Figure 18.2: Depiction of the area to the right of t=-1.456 on a t-distribution with 9 df.

 

Similarly, the t with an upper-tail area of 0.95 on a t-distribution with 19 df is -1.729 (Figure 18.3).67

( distrib(0.95,distrib="t",type="q",df=19,lower.tail=FALSE) )
Depiction of the value of t with an area to the right of 0.95 on a t-distribution with 19 df.

Figure 18.3: Depiction of the value of t with an area to the right of 0.95 on a t-distribution with 19 df.

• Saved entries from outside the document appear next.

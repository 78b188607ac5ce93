use super::*;

#[test]
fn blur_radius_0_is_identity() {
    let src = vec![1u8, 2, 3, 4, 5, 6, 7, 8];
    let out = blur_rgba8_premul(&src, 1, 2, 0, 1.0).unwrap();
    assert_eq!(out, src);
}

#[test]
fn blur_constant_image_is_identity() {
    let (w, h) = (4u32, 3u32);
    let px = [10u8, 20u8, 30u8, 40u8];
    let src = px.repeat((w * h) as usize);
    let out = blur_rgba8_premul(&src, w, h, 3, 2.0).unwrap();
    assert_eq!(out, src);
}

#[test]
fn blur_spreads_energy_from_single_pixel() {
    let (w, h) = (5u32, 5u32);
    let mut src = vec![0u8; (w * h * 4) as usize];
    let center = ((2 * w + 2) * 4) as usize;
    src[center..center + 4].copy_from_slice(&[255, 255, 255, 255]);

    let out = blur_rgba8_premul(&src, w, h, 2, 1.2).unwrap();

    let nonzero = out.chunks_exact(4).filter(|px| px[3] != 0).count();
    assert!(nonzero > 1);

    let sum_a: u32 = out.chunks_exact(4).map(|px| u32::from(px[3])).sum();
    assert!((sum_a as i32 - 255).abs() <= 4);
}

#[test]
fn shadow_blur_of_zero_is_passthrough() {
    let src = vec![9u8; 16];
    assert_eq!(blur_shadow_rgba8_premul(&src, 2, 2, 0.0).unwrap(), src);
}

#[test]
fn mismatched_length_is_rejected() {
    assert!(blur_rgba8_premul(&[0u8; 7], 1, 2, 1, 1.0).is_err());
}
use serde::{Deserialize, Serialize};

use crate::foundation::core::Point;
use crate::foundation::error::{CaptionError, CaptionResult};
use crate::render::canvas::{Canvas, FontSpec, Paint, StrokeStyle, TextBaseline, TextRun};
use crate::style::effects::{TextEffects, build_fill_paint, validate_effects};
use crate::style::layout::{Alignment, BlockLayout, layout_block};
use crate::style::presets::StylePreset;
use crate::transform::controller::{Transform, TransformController};

/// Line spacing used for preset-styled layers.
pub const BASIC_LINE_SPACING: f64 = 1.2;

fn default_line_spacing() -> f64 {
    BASIC_LINE_SPACING
}

/// Text styled by a built-in preset.
#[derive(Clone, Debug, PartialEq, Serialize, Deserialize)]
pub struct TextLayer {
    /// Text; line breaks start new centered lines.
    pub text: String,
    /// Preset providing font, fill, outline and shadows.
    pub style_preset: StylePreset,
    /// Font size in pixels.
    pub font_size: f32,
    /// Placement.
    #[serde(default)]
    pub transform: Transform,
}

/// Text with an explicit font, alignment and effect set.
#[derive(Clone, Debug, PartialEq, Serialize, Deserialize)]
pub struct AdvancedTextLayer {
    /// Text, may contain line breaks.
    pub text: String,
    /// CSS-like family stack.
    pub font_family: String,
    /// Font size in pixels.
    pub font_size: f32,
    /// Line height as a multiple of the font size.
    #[serde(default = "default_line_spacing")]
    pub line_spacing: f64,
    /// Horizontal alignment.
    #[serde(default)]
    pub alignment: Alignment,
    /// Outline, gradient, pattern and fill color.
    #[serde(default)]
    pub effects: TextEffects,
    /// Placement.
    #[serde(default)]
    pub transform: Transform,
}

fn check_font_size(size: f32) -> CaptionResult<()> {
    if !size.is_finite() || size <= 0.0 {
        return Err(CaptionError::validation(format!(
            "font size must be finite and > 0, got {size}"
        )));
    }
    Ok(())
}

fn with_layer_transform<R>(
    canvas: &mut dyn Canvas,
    transform: Transform,
    draw: impl FnOnce(&mut dyn Canvas) -> CaptionResult<R>,
) -> CaptionResult<R> {
    let (w, h) = canvas.size();
    canvas.save();
    TransformController::from_transform(transform).apply_to_context(canvas, w, h);
    let out = draw(canvas);
    canvas.restore();
    out
}

/// Draw a preset-styled layer onto the canvas, centered on its transform anchor.
///
/// Per line: glow passes, then the outline, then the fill carrying the preset shadow.
#[tracing::instrument(skip_all, fields(preset = %layer.style_preset, font_size = layer.font_size))]
pub fn draw_text_layer(canvas: &mut dyn Canvas, layer: &TextLayer) -> CaptionResult<BlockLayout> {
    check_font_size(layer.font_size)?;
    let style = layer.style_preset.descriptor(layer.font_size);

    with_layer_transform(canvas, layer.transform, |canvas| {
        let block = layout_block(
            canvas,
            &layer.text,
            &style.font,
            BASIC_LINE_SPACING,
            Alignment::Center,
        )?;
        let fill = Paint::Solid(style.fill);
        for line in &block.lines {
            if line.text.is_empty() {
                continue;
            }
            let mut run = TextRun {
                text: &line.text,
                font: &style.font,
                origin: Point::new(line.x, line.y),
                baseline: TextBaseline::Middle,
                shadow: None,
            };
            for glow in &style.shadow_layers {
                run.shadow = Some(*glow);
                canvas.fill_text(&run, &fill)?;
            }
            run.shadow = None;
            if let Some(stroke) = &style.stroke {
                canvas.stroke_text(&run, stroke)?;
            }
            run.shadow = style.shadow;
            canvas.fill_text(&run, &fill)?;
        }
        Ok(block)
    })
}

/// Draw an advanced layer: outline first when enabled, then the resolved fill, per line or,
/// for justified lines, per word.
#[tracing::instrument(skip_all, fields(font_size = layer.font_size, alignment = ?layer.alignment))]
pub fn draw_advanced_text_layer(
    canvas: &mut dyn Canvas,
    layer: &AdvancedTextLayer,
) -> CaptionResult<BlockLayout> {
    check_font_size(layer.font_size)?;
    let effects = validate_effects(&layer.effects);
    let font = FontSpec::new(layer.font_family.clone(), layer.font_size);

    with_layer_transform(canvas, layer.transform, |canvas| {
        let block = layout_block(
            canvas,
            &layer.text,
            &font,
            layer.line_spacing,
            layer.alignment,
        )?;
        let fill = build_fill_paint(&effects, block.bounds())?;
        let stroke = effects.outline.enabled.then_some(StrokeStyle {
            color: effects.outline.color,
            width: effects.outline.width,
        });

        for line in &block.lines {
            for (text, x) in line.segments() {
                if text.is_empty() {
                    continue;
                }
                let run = TextRun {
                    text,
                    font: &font,
                    origin: Point::new(x, line.y),
                    baseline: TextBaseline::Middle,
                    shadow: None,
                };
                if let Some(stroke) = &stroke {
                    canvas.stroke_text(&run, stroke)?;
                }
                canvas.fill_text(&run, &fill)?;
            }
        }
        Ok(block)
    })
}

#[cfg(test)]
#[path = "../../tests/unit/style/text.rs"]
mod tests;
//! Named [`crate::TextEffects`] presets.

pub(crate) mod store;
pub(crate) mod blend;
pub(crate) mod blur;
pub(crate) mod canvas;
pub(crate) mod cpu;
pub(crate) mod fonts;
pub(crate) mod raster;
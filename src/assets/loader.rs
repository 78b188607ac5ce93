use std::path::PathBuf;
use std::sync::Arc;
use std::sync::mpsc;
use std::time::Duration;

use anyhow::Context as _;

use crate::assets::decode::{decode_image, raster_from_data_url};
use crate::foundation::error::{BoxError, CaptionError, CaptionResult, LoadError};
use crate::render::raster::Raster;

/// Caller-provided byte source (network client, asset bundle, ...).
pub trait ImageFetch: Send + Sync {
    /// Fetch the encoded image bytes.
    fn fetch(&self) -> CaptionResult<Vec<u8>>;
}

impl<F> ImageFetch for F
where
    F: Fn() -> CaptionResult<Vec<u8>> + Send + Sync,
{
    fn fetch(&self) -> CaptionResult<Vec<u8>> {
        self()
    }
}

/// Where an image comes from.
#[derive(Clone)]
pub enum ImageSource {
    /// File on disk.
    Path(PathBuf),
    /// Encoded bytes already in memory.
    Bytes(Arc<[u8]>),
    /// `data:image/...;base64,` URL.
    DataUrl(String),
    /// Custom fetcher.
    Fetch(Arc<dyn ImageFetch>),
}

impl std::fmt::Debug for ImageSource {
    fn fmt(&self, f: &mut std::fmt::Formatter<'_>) -> std::fmt::Result {
        match self {
            Self::Path(p) => f.debug_tuple("Path").field(p).finish(),
            Self::Bytes(b) => write!(f, "Bytes({} bytes)", b.len()),
            Self::DataUrl(u) => write!(f, "DataUrl({} chars)", u.len()),
            Self::Fetch(_) => f.write_str("Fetch(..)"),
        }
    }
}

impl ImageSource {
    fn read(&self) -> CaptionResult<Raster> {
        let raster = match self {
            Self::Path(p) => {
                let bytes =
                    std::fs::read(p).with_context(|| format!("read image '{}'", p.display()))?;
                decode_image(&bytes)?
            }
            Self::Bytes(b) => decode_image(b)?,
            Self::DataUrl(u) => raster_from_data_url(u)?,
            Self::Fetch(fetch) => decode_image(&fetch.fetch()?)?,
        };
        if raster.is_empty() {
            return Err(CaptionError::validation("image has zero width or height"));
        }
        Ok(raster)
    }
}

/// Retry policy for [`load_image`].
#[derive(Clone, Debug, PartialEq, Eq, serde::Serialize, serde::Deserialize)]
#[serde(default)]
pub struct LoadOptions {
    /// Total number of attempts (at least one is always made).
    pub max_retries: u32,
    /// Pause between attempts, in milliseconds.
    pub retry_delay_ms: u64,
    /// Limit per attempt, in milliseconds.
    pub timeout_ms: u64,
}

impl Default for LoadOptions {
    fn default() -> Self {
        Self {
            max_retries: 3,
            retry_delay_ms: 1000,
            timeout_ms: 30_000,
        }
    }
}

/// Load and decode an image, retrying on any failure.
///
/// Each attempt runs on a worker thread and is abandoned once `timeout_ms` passes.
#[tracing::instrument(skip(opts))]
pub fn load_image(source: &ImageSource, opts: &LoadOptions) -> Result<Raster, LoadError> {
    let attempts = opts.max_retries.max(1);
    let mut last: Option<BoxError> = None;
    for attempt in 1..=attempts {
        if attempt > 1 {
            std::thread::sleep(Duration::from_millis(opts.retry_delay_ms));
        }
        match attempt_once(source, opts.timeout_ms) {
            Ok(raster) => {
                tracing::debug!(attempt, size = ?raster.dimensions(), "image loaded");
                return Ok(raster);
            }
            Err(e) => {
                if attempt < attempts {
                    tracing::warn!(attempt, error = %e, "image load failed; retrying");
                }
                last = Some(e);
            }
        }
    }
    Err(LoadError {
        attempts,
        source: last.unwrap_or_else(|| "no attempt made".into()),
    })
}

fn attempt_once(source: &ImageSource, timeout_ms: u64) -> Result<Raster, BoxError> {
    let (tx, rx) = mpsc::channel();
    let source = source.clone();
    std::thread::Builder::new()
        .name("caption-art-load".to_owned())
        .spawn(move || {
            // receiver is gone once the attempt timed out
            let _ = tx.send(source.read());
        })?;
    match rx.recv_timeout(Duration::from_millis(timeout_ms)) {
        Ok(result) => Ok(result?),
        Err(mpsc::RecvTimeoutError::Timeout) => {
            Err(format!("image load timed out after {timeout_ms} ms").into())
        }
        Err(mpsc::RecvTimeoutError::Disconnected) => Err("image load worker panicked".into()),
    }
}

#[cfg(test)]
#[path = "../../tests/unit/assets/loader.rs"]
mod tests;
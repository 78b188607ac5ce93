use std::collections::VecDeque;

use crate::foundation::error::{CaptionError, CaptionResult};
use crate::render::raster::Raster;
use crate::transform::controller::Transform;

/// Auto-placement tuning.
#[derive(Clone, Copy, Debug, PartialEq, serde::Serialize, serde::Deserialize)]
#[serde(default)]
pub struct PlacementOpts {
    /// Side of a square grid cell in pixels.
    pub grid_size: u32,
    /// Cells scoring strictly below this qualify. `None` uses the median cell score, and then
    /// cells equal to the median qualify too unless every cell scores the same.
    pub threshold: Option<f64>,
}

impl Default for PlacementOpts {
    fn default() -> Self {
        Self {
            grid_size: 50,
            threshold: None,
        }
    }
}

/// 4-connected group of qualifying cells.
#[derive(Clone, Debug, PartialEq)]
pub struct Region {
    /// `(column, row)` of each cell, in discovery order.
    pub cells: Vec<(u32, u32)>,
    /// Mean of the member cells' scores.
    pub mean_score: f64,
}

impl Region {
    /// Mean `(column, row)` of the member cells.
    pub fn centroid(&self) -> (f64, f64) {
        let n = self.cells.len().max(1) as f64;
        let (sc, sr) = self.cells.iter().fold((0.0, 0.0), |(c, r), &(x, y)| {
            (c + f64::from(x), r + f64::from(y))
        });
        (sc / n, sr / n)
    }
}

/// Grid scores and regions computed for one raster.
#[derive(Clone, Debug, PartialEq)]
pub struct PlacementAnalysis {
    /// Raster width.
    pub width: u32,
    /// Raster height.
    pub height: u32,
    /// Cell side in pixels.
    pub grid_size: u32,
    /// Number of cell columns (the last may be partial).
    pub cols: u32,
    /// Number of cell rows (the last may be partial).
    pub rows: u32,
    /// Mean gradient per cell, row-major.
    pub scores: Vec<f64>,
    /// Qualification cutoff that was applied.
    pub threshold: f64,
    /// Whether cells scoring exactly `threshold` qualified.
    pub inclusive: bool,
    /// Regions sorted by cell count, largest first (ties keep discovery order).
    pub regions: Vec<Region>,
}

impl PlacementAnalysis {
    /// Score of cell `(col, row)`.
    pub fn score(&self, col: u32, row: u32) -> Option<f64> {
        if col >= self.cols || row >= self.rows {
            return None;
        }
        self.scores.get((row * self.cols + col) as usize).copied()
    }

    /// Median cell score.
    pub fn median_score(&self) -> f64 {
        median(&self.scores)
    }

    /// Whether a cell with this score passes the cutoff.
    pub fn qualifies(&self, score: f64) -> bool {
        score < self.threshold || (self.inclusive && score == self.threshold)
    }

    /// Transform anchored on the largest region, or the centered default.
    ///
    /// The anchor is the region's centroid. When that point falls outside the region (a ring
    /// around a busy patch, say) the member cell nearest to it is used instead.
    pub fn suggestion(&self) -> Transform {
        let Some(best) = self.regions.first() else {
            return Transform::default();
        };
        let (mut c, mut r) = best.centroid();
        let landing = ((c + 0.5).floor() as u32, (r + 0.5).floor() as u32);
        if !best.cells.contains(&landing) {
            let nearest = best.cells.iter().min_by(|a, b| {
                let da = (f64::from(a.0) - c).powi(2) + (f64::from(a.1) - r).powi(2);
                let db = (f64::from(b.0) - c).powi(2) + (f64::from(b.1) - r).powi(2);
                da.total_cmp(&db)
            });
            if let Some(&(nc, nr)) = nearest {
                (c, r) = (f64::from(nc), f64::from(nr));
            }
        }
        let gs = f64::from(self.grid_size);
        Transform {
            x: ((c + 0.5) * gs / f64::from(self.width)).clamp(0.0, 1.0),
            y: ((r + 0.5) * gs / f64::from(self.height)).clamp(0.0, 1.0),
            scale: 1.0,
            rotation: 0.0,
        }
    }
}

/// Low-gradient region finder.
#[derive(Clone, Copy, Debug, Default, PartialEq)]
pub struct AutoPlacement {
    opts: PlacementOpts,
}

impl AutoPlacement {
    /// Finder with the given options.
    pub fn new(opts: PlacementOpts) -> Self {
        Self { opts }
    }

    /// Options in use.
    pub fn opts(&self) -> PlacementOpts {
        self.opts
    }

    /// Score the grid and grow regions. Fails when the raster cannot be sampled.
    #[tracing::instrument(skip(self, raster), fields(w = raster.width, h = raster.height, grid = self.opts.grid_size))]
    pub fn analyze(&self, raster: &Raster) -> CaptionResult<PlacementAnalysis> {
        raster.validate()?;
        let gs = self.opts.grid_size;
        if gs == 0 {
            return Err(CaptionError::validation("grid size must be > 0"));
        }
        let (w, h) = raster.dimensions();
        let magnitude = gradient_magnitude(&grayscale(raster), w, h);

        let cols = w.div_ceil(gs);
        let rows = h.div_ceil(gs);
        let mut scores = vec![0.0f64; (cols * rows) as usize];
        for row in 0..rows {
            for col in 0..cols {
                let (x0, y0) = (col * gs, row * gs);
                let (x1, y1) = ((x0 + gs).min(w), (y0 + gs).min(h));
                let mut sum = 0.0;
                for y in y0..y1 {
                    let base = (y * w) as usize;
                    sum += magnitude[base + x0 as usize..base + x1 as usize]
                        .iter()
                        .sum::<f64>();
                }
                let n = f64::from((x1 - x0) * (y1 - y0));
                scores[(row * cols + col) as usize] = sum / n;
            }
        }

        let (threshold, inclusive) = match self.opts.threshold {
            Some(t) => (t, false),
            None => {
                let m = median(&scores);
                (m, scores.iter().any(|&s| s > m))
            }
        };
        let mut regions = grow_regions(&scores, cols, rows, threshold, inclusive);
        regions.sort_by(|a, b| b.cells.len().cmp(&a.cells.len()));
        tracing::debug!(
            regions = regions.len(),
            threshold,
            inclusive,
            "auto placement analysis"
        );

        Ok(PlacementAnalysis {
            width: w,
            height: h,
            grid_size: gs,
            cols,
            rows,
            scores,
            threshold,
            inclusive,
            regions,
        })
    }

    /// Suggested placement; the centered default when the raster cannot be sampled or no cell
    /// qualifies.
    pub fn suggest(&self, raster: &Raster) -> Transform {
        match self.analyze(raster) {
            Ok(analysis) => analysis.suggestion(),
            Err(err) => {
                tracing::debug!(error = %err, "auto placement fell back to center");
                Transform::default()
            }
        }
    }
}

fn grayscale(raster: &Raster) -> Vec<f64> {
    raster
        .to_straight_rgba8()
        .chunks_exact(4)
        .map(|px| 0.299 * f64::from(px[0]) + 0.587 * f64::from(px[1]) + 0.114 * f64::from(px[2]))
        .collect()
}

fn gradient_magnitude(gray: &[f64], w: u32, h: u32) -> Vec<f64> {
    let (w, h) = (w as usize, h as usize);
    let mut out = vec![0.0f64; w * h];
    for y in 0..h.saturating_sub(1) {
        for x in 0..w.saturating_sub(1) {
            let i = y * w + x;
            let gx = gray[i + 1] - gray[i];
            let gy = gray[i + w] - gray[i];
            out[i] = (gx * gx + gy * gy).sqrt();
        }
    }
    out
}

fn grow_regions(
    scores: &[f64],
    cols: u32,
    rows: u32,
    threshold: f64,
    inclusive: bool,
) -> Vec<Region> {
    let qualifies = |i: usize| scores[i] < threshold || (inclusive && scores[i] == threshold);
    let mut seen = vec![false; scores.len()];
    let mut regions = Vec::new();
    let mut queue = VecDeque::new();

    for start in 0..scores.len() {
        if seen[start] || !qualifies(start) {
            continue;
        }
        seen[start] = true;
        queue.push_back(start);
        let mut cells = Vec::new();
        let mut total = 0.0;
        while let Some(i) = queue.pop_front() {
            let (col, row) = ((i as u32) % cols, (i as u32) / cols);
            cells.push((col, row));
            total += scores[i];

            let mut visit = |c: u32, r: u32| {
                let j = (r * cols + c) as usize;
                if !seen[j] && qualifies(j) {
                    seen[j] = true;
                    queue.push_back(j);
                }
            };
            if col > 0 {
                visit(col - 1, row);
            }
            if col + 1 < cols {
                visit(col + 1, row);
            }
            if row > 0 {
                visit(col, row - 1);
            }
            if row + 1 < rows {
                visit(col, row + 1);
            }
        }
        let mean_score = total / cells.len() as f64;
        regions.push(Region { cells, mean_score });
    }
    regions
}

fn median(values: &[f64]) -> f64 {
    if values.is_empty() {
        return 0.0;
    }
    let mut sorted = values.to_vec();
    sorted.sort_by(f64::total_cmp);
    let mid = sorted.len() / 2;
    if sorted.len() % 2 == 0 {
        (sorted[mid - 1] + sorted[mid]) / 2.0
    } else {
        sorted[mid]
    }
}

#[cfg(test)]
#[path = "../../tests/unit/placement/auto.rs"]
mod tests;
use std::hash::{Hash, Hasher};

use crate::assets::color::Color;
use crate::foundation::error::CaptionError;
use crate::render::canvas::{FontSpec, Shadow, StrokeStyle};

/// Built-in text styles.
#[derive(Clone, Copy, Debug, PartialEq, Eq, Hash, PartialOrd, Ord)]
pub enum StylePreset {
    /// White text with a layered magenta glow.
    Neon,
    /// Bold serif with a dark outline and drop shadow.
    Magazine,
    /// Italic script in gold with a brown outline.
    Brush,
    /// Heavy grey face with a hard offset shadow.
    Emboss,
}

impl StylePreset {
    /// Every preset, in declaration order.
    pub const ALL: [StylePreset; 4] = [Self::Neon, Self::Magazine, Self::Brush, Self::Emboss];

    /// Lowercase identifier.
    pub fn id(self) -> &'static str {
        match self {
            Self::Neon => "neon",
            Self::Magazine => "magazine",
            Self::Brush => "brush",
            Self::Emboss => "emboss",
        }
    }

    /// Style recipe at `font_size` pixels.
    pub fn descriptor(self, font_size: f32) -> StyleDescriptor {
        let size = font_size.max(1.0);
        match self {
            Self::Neon => {
                let glow = Color::rgb(0xff, 0x00, 0xde);
                StyleDescriptor {
                    font: FontSpec::new("Arial, Helvetica, sans-serif", size).bold(),
                    fill: Color::WHITE,
                    stroke: None,
                    shadow: None,
                    shadow_layers: [10.0, 20.0, 30.0, 40.0]
                        .into_iter()
                        .map(|blur| Shadow {
                            color: glow,
                            blur,
                            offset_x: 0.0,
                            offset_y: 0.0,
                        })
                        .collect(),
                }
            }
            Self::Magazine => StyleDescriptor {
                font: FontSpec::new("Georgia, 'Times New Roman', serif", size).bold(),
                fill: Color::WHITE,
                stroke: Some(StrokeStyle {
                    color: Color::BLACK,
                    width: f64::from((size / 16.0).max(2.0)),
                }),
                shadow: Some(Shadow {
                    color: Color::rgba(0, 0, 0, 128),
                    blur: 8.0,
                    offset_x: 4.0,
                    offset_y: 4.0,
                }),
                shadow_layers: Vec::new(),
            },
            Self::Brush => StyleDescriptor {
                font: FontSpec::new("'Brush Script MT', cursive", size)
                    .bold()
                    .italic(),
                fill: Color::rgb(0xff, 0xd7, 0x00),
                stroke: Some(StrokeStyle {
                    color: Color::rgb(0x8b, 0x45, 0x13),
                    width: 2.0,
                }),
                shadow: Some(Shadow {
                    color: Color::rgba(0, 0, 0, 77),
                    blur: 4.0,
                    offset_x: 2.0,
                    offset_y: 2.0,
                }),
                shadow_layers: Vec::new(),
            },
            Self::Emboss => StyleDescriptor {
                font: FontSpec::new("Impact, 'Arial Black', sans-serif", size).bold(),
                fill: Color::rgb(0xcc, 0xcc, 0xcc),
                stroke: Some(StrokeStyle {
                    color: Color::rgb(0x66, 0x66, 0x66),
                    width: 1.0,
                }),
                shadow: Some(Shadow {
                    color: Color::rgba(0, 0, 0, 153),
                    blur: 2.0,
                    offset_x: 3.0,
                    offset_y: 3.0,
                }),
                shadow_layers: Vec::new(),
            },
        }
    }
}

impl std::fmt::Display for StylePreset {
    fn fmt(&self, f: &mut std::fmt::Formatter<'_>) -> std::fmt::Result {
        f.write_str(self.id())
    }
}

impl std::str::FromStr for StylePreset {
    type Err = CaptionError;

    fn from_str(s: &str) -> Result<Self, Self::Err> {
        let needle = s.trim();
        Self::ALL
            .into_iter()
            .find(|p| p.id().eq_ignore_ascii_case(needle))
            .ok_or_else(|| {
                CaptionError::validation(format!(
                    "unknown style preset '{s}' (expected neon, magazine, brush or emboss)"
                ))
            })
    }
}

impl serde::Serialize for StylePreset {
    fn serialize<S: serde::Serializer>(&self, serializer: S) -> Result<S::Ok, S::Error> {
        serializer.serialize_str(self.id())
    }
}

impl<'de> serde::Deserialize<'de> for StylePreset {
    fn deserialize<D: serde::Deserializer<'de>>(deserializer: D) -> Result<Self, D::Error> {
        let s = String::deserialize(deserializer)?;
        s.parse().map_err(serde::de::Error::custom)
    }
}

/// Declarative drawing recipe produced by a [`StylePreset`].
#[derive(Clone, Debug, PartialEq)]
pub struct StyleDescriptor {
    /// Font to draw with.
    pub font: FontSpec,
    /// Solid fill color.
    pub fill: Color,
    /// Outline drawn before the fill.
    pub stroke: Option<StrokeStyle>,
    /// Shadow attached to the final fill.
    pub shadow: Option<Shadow>,
    /// Glow passes, each a fill with its own shadow, drawn first and in order.
    pub shadow_layers: Vec<Shadow>,
}

// Floats are hashed by bit pattern; presets never produce NaN.
impl Eq for StyleDescriptor {}

impl Hash for StyleDescriptor {
    fn hash<H: Hasher>(&self, state: &mut H) {
        fn shadow<H: Hasher>(s: &Shadow, state: &mut H) {
            s.color.hash(state);
            s.blur.to_bits().hash(state);
            s.offset_x.to_bits().hash(state);
            s.offset_y.to_bits().hash(state);
        }

        self.font.family.hash(state);
        self.font.size_px.to_bits().hash(state);
        self.font.weight.hash(state);
        self.font.italic.hash(state);
        self.fill.hash(state);
        match &self.stroke {
            Some(s) => {
                1u8.hash(state);
                s.color.hash(state);
                s.width.to_bits().hash(state);
            }
            None => 0u8.hash(state),
        }
        match &self.shadow {
            Some(s) => {
                1u8.hash(state);
                shadow(s, state);
            }
            None => 0u8.hash(state),
        }
        self.shadow_layers.len().hash(state);
        for s in &self.shadow_layers {
            shadow(s, state);
        }
    }
}

#[cfg(test)]
#[path = "../../tests/unit/style/presets.rs"]
mod tests;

18.2 1-Sample t-Test Specifics

A 1-Sample t-Test is similar to a 1-Sample Z-test in that both test the same H0. The difference, as discussed above, is that when σ is replaced by s, the test statistic becomes t and the scaling factor for confidence regions becomes a t*. Other aspects are similar between the two tests as shown below.68

  • Hypothesis: H0:μ=μ0
  • Statistic: \(\bar{\text{x}}\)
  • Test Statistic: t=\(\frac{\bar{\text{x}}-\mu_{0}}{\frac{\text{s}}{\sqrt{\text{n}}}}\)
  • Confidence Region: \(\bar{\text{x}}+\text{t}^{*}\frac{\text{s}}{\sqrt{\text{n}}}\)
  • df: n-1
  • Assumptions:
    • σ is UNknown
    • n≥40, n≥15 and the sample (i.e., histogram) is not strongly skewed, OR the sample is normally distributed.
  • Use with: Quantitative response, one group (or population), σ UNknown.

18.3 Examples

18.3.1 Purchase Catch of Salmon?

Below are the 11-steps (Section 17.1) for completing a full hypothesis test for the following situation:

A prospective buyer will buy a catch of several thousand salmon if the mean weight of all salmon in the catch is at least 19.9 lbs. A random selection of 50 salmon had a mean of 20.1 and a standard deviation of 0.76 lbs. Should the buyer accept the catch at the 5% level?

  1. α=0.05.
  2. H0:μ=19.9 lbs vs. HA:μ >19.9 lbs where μ is the mean weight of ALL salmon in the catch.
  3. A 1-Sample t-Test is required because …
    1. a quantitative variable (weight) was measured,
    2. individuals from one group (or population) were considered (this catch of salmon), and
    3. σ is UNknown.69
  4. The data appear to be part of an observational study with random selection.
  5. The assumptions are met because …
    1. n=50≥40 and
    2. σ is unknown.
  6. \(\bar{\text{x}}\) = 20.1 lbs (and s = 0.76 lbs).
  7. t = \(\frac{20.1-19.9}{\frac{0.76}{\sqrt{50}}}\) = \(\frac{0.2}{0.107}\) = 1.87 with df = 50-1 = 49.
  8. p-value = 0.0337.
  9. H0: is rejected because the p-value <α.
  10. The average weight of ALL salmon in this catch appears to be greater than 19.9 lbs; thus, the buyer should accept this catch of salmon.
  11. I am 95% confident that the mean weight of ALL salmon in the catch is greater than 19.92 lbs (i.e., 20.1-1.677×\(\frac{0.76}{\sqrt{50}}\) = 20.1-0.18 = 19.92).

R Appendix:

( pval <- distrib(1.87,distrib="t",df=49,lower.tail=FALSE) )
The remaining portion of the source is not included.